The partner of a journalist who received leaks from former US National Security Agency (NSA) contractor Edward Snowden was detained for nearly nine hours on Sunday under anti-terror legislation at Heathrow Airport in London, triggering claims that authorities are trying to interfere with reporting on the issue.
David Miranda, the partner of Guardian reporter Glenn Greenwald, was held for nearly the maximum time authorities are allowed to detain individuals under the Terrorism Act’s Schedule 7, which authorizes security agencies to stop and question people at borders.
Greenwald said Miranda’s cellphone, laptops and memory sticks were confiscated.
“This is obviously a rather profound escalation of their attacks on the news-gathering process and journalism,” Greenwald said in a post on the Guardian Web site. “It’s bad enough to prosecute and imprison sources. It’s worse still to imprison journalists who report the truth. But to start detaining the family members and loved ones of journalists is simply despotic.”
Greenwald has written a series of stories about the NSA’s electronic surveillance programs based on files handed over by Snowden. The former contractor fled the US and is now in Russia, where he has received temporary asylum.
The 28-year-old Miranda was returning home to Brazil from Germany, where he was staying with Laura Poitras, a US filmmaker who has worked with Greenwald on the NSA story, Greenwald said in his post.
He also said British authorities had “zero suspicion” that Miranda was linked to a terror group and instead interrogated him about the NSA reporting and the contents of the electronic equipment he was carrying.
“If the UK and US governments believe that tactics like this are going to deter or intimidate us in any way from continuing to report aggressively on what these documents reveal, they are beyond deluded,” he said. “If anything, it will have only the opposite effect: to embolden us even further.”
London police acknowledged that they had detained a 28-year-old man at 8:05am.
He was released at 5pm without being arrested, the Metropolitan Police Service said.
“They kept David detained right up until the last minute: For the full 9 hours, something they very rarely do. Only at the last minute did they finally release him,” Greenwald said in his post. “This was obviously designed to send a message of intimidation to those of us working journalistically on reporting on the NSA and its British counterpart, the GCHQ.”
The British Home Office says in a report released last year that more than 97 percent of those questioned under Schedule 7 are detained for less than an hour. Less than a tenth of 1 percent are held for more than six hours.
A total of 230,236 people were questioned under Schedule 7 from April 2009 through March last year.

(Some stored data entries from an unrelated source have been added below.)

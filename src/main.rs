use clap::Parser;
use std::sync::Arc;
use std::time::Duration;
use telemetry_dashboard::clock::Clock;
use telemetry_dashboard::config::Config;
use telemetry_dashboard::console::{self, ConsoleView};
use telemetry_dashboard::dashboard::Dashboard;
use telemetry_dashboard::poll::PollLoop;
use telemetry_dashboard::runtime;
use telemetry_dashboard::source::HttpMetricsSource;
use telemetry_dashboard::static_refresh::StaticRefresh;
use telemetry_dashboard::web::{router, AppState};
use tokio_util::sync::CancellationToken;
use tracing::{error, info};

#[tokio::main(flavor = "current_thread")]
async fn main() {
    runtime::init_tracing();
    let cfg = Config::parse();
    if let Err(e) = cfg.validate() {
        error!("Invalid configuration: {}", e);
        std::process::exit(2);
    }
    info!(
        "Starting dashboard: endpoint={}, refresh={}ms, capacity={}, warn={}, crit={}, mode={:?}",
        cfg.endpoint, cfg.refresh_ms, cfg.spark_capacity, cfg.warn, cfg.crit, cfg.mode
    );

    let source = match HttpMetricsSource::new(&cfg.endpoint, cfg.request_timeout()) {
        Ok(s) => Arc::new(s),
        Err(e) => {
            error!("Failed to build HTTP client: {}", e);
            std::process::exit(1);
        }
    };
    let dashboard = match Dashboard::with_recording(&cfg.dashboard_settings()) {
        Ok(d) => d,
        Err(e) => {
            error!("Failed to set up widgets: {}", e);
            std::process::exit(1);
        }
    };

    let cancel = CancellationToken::new();
    let clock = Clock::start();
    let refresh = Arc::new(StaticRefresh::new());

    // Host facts are loaded once at startup; later refreshes are user-triggered.
    let startup_refresh = refresh.clone();
    let startup_source = source.clone();
    tokio::spawn(async move {
        startup_refresh.trigger(startup_source.as_ref()).await;
    });

    let (poll, handle) = PollLoop::new(source.clone(), dashboard, cfg.interval());
    let poll_cancel = cancel.clone();
    let poll_handle = tokio::spawn(async move { poll.run(poll_cancel).await });

    let console_handle = if cfg.console_enabled() {
        let view = ConsoleView {
            frames: handle.frames.clone(),
            // The browser sizes the sparkline surfaces when the web view is up.
            viewport: (!cfg.web_enabled()).then(|| handle.viewport.clone()),
            refresh: refresh.clone(),
            clock,
        };
        let console_cancel = cancel.clone();
        Some(tokio::spawn(async move {
            console::run_console(view, Duration::from_secs(1), console_cancel).await;
        }))
    } else {
        None
    };

    let web_handle = if cfg.web_enabled() {
        let state = AppState {
            frames: handle.frames.clone(),
            viewport: handle.viewport.clone(),
            refresh: refresh.clone(),
            source: source.clone(),
            clock,
            shutdown: cancel.clone(),
        };
        let app = router(state);
        let addr = cfg.web_addr();
        let listener = match tokio::net::TcpListener::bind(addr).await {
            Ok(l) => l,
            Err(e) => {
                error!("Failed to bind {}: {}", addr, e);
                cancel.cancel();
                let _ = poll_handle.await;
                return;
            }
        };
        info!(
            "HTTP server listening on http://{}",
            listener.local_addr().unwrap_or(addr)
        );
        let shutdown = cancel.clone();
        Some(tokio::spawn(async move {
            let res = axum::serve(listener, app)
                .with_graceful_shutdown(async move { shutdown.cancelled().await })
                .await;
            if let Err(e) = res {
                error!("Server error: {}", e);
            }
        }))
    } else {
        None
    };

    runtime::shutdown_signal().await;
    cancel.cancel();

    if let Some(h) = web_handle {
        let _ = h.await;
    }
    if let Some(h) = console_handle {
        let _ = h.await;
    }
    let _ = poll_handle.await;
}
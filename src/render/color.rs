use serde::{Serialize, Serializer};
use std::fmt;

/// Palette used by the dashboard widgets.
pub mod palette {
    use super::Color;

    pub const CPU_GREEN: Color = Color::rgb(0x00, 0xe5, 0xa0); // #00e5a0
    pub const RAM_BLUE: Color = Color::rgb(0x40, 0x90, 0xe0); // #4090e0
    pub const WARN_AMBER: Color = Color::rgb(0xe0, 0xa0, 0x30); // #e0a030
    pub const CRIT_RED: Color = Color::rgb(0xff, 0x40, 0x40); // #ff4040
}

/// An sRGB color with straight alpha.
#[derive(Clone, Copy, Debug, PartialEq, Eq, Hash)]
pub struct Color {
    pub r: u8,
    pub g: u8,
    pub b: u8,
    pub a: u8,
}

impl Color {
    pub const fn rgb(r: u8, g: u8, b: u8) -> Self {
        Self { r, g, b, a: 0xff }
    }

    pub const fn with_alpha(self, a: u8) -> Self {
        Self { a, ..self }
    }

    /// Opacity in [0, 1].
    pub fn opacity(&self) -> f64 {
        f64::from(self.a) / 255.0
    }

    /// `#rrggbb` without the alpha channel.
    pub fn rgb_hex(&self) -> String {
        format!("#{:02x}{:02x}{:02x}", self.r, self.g, self.b)
    }
}

impl fmt::Display for Color {
    fn fmt(&self, f: &mut fmt::Formatter<'_>) -> fmt::Result {
        if self.a == 0xff {
            write!(f, "{}", self.rgb_hex())
        } else {
            write!(f, "{}{:02x}", self.rgb_hex(), self.a)
        }
    }
}

impl Serialize for Color {
    fn serialize<S: Serializer>(&self, serializer: S) -> Result<S::Ok, S::Error> {
        serializer.collect_str(self)
    }
}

Schedule 7 is designed to help authorities determine whether people crossing UK borders have been involved in the “commission, preparation or instigation of acts of terrorism,” the Home Office report said.
Border agents are not required to have reasonable suspicion before detaining a traveler.
Examining officers may require travelers to answer questions or provide documents. Detainees may be held for up to nine hours if they refuse to cooperate, the Home Office report said.
Greenwald’s post said the Guardian sent lawyers to the airport.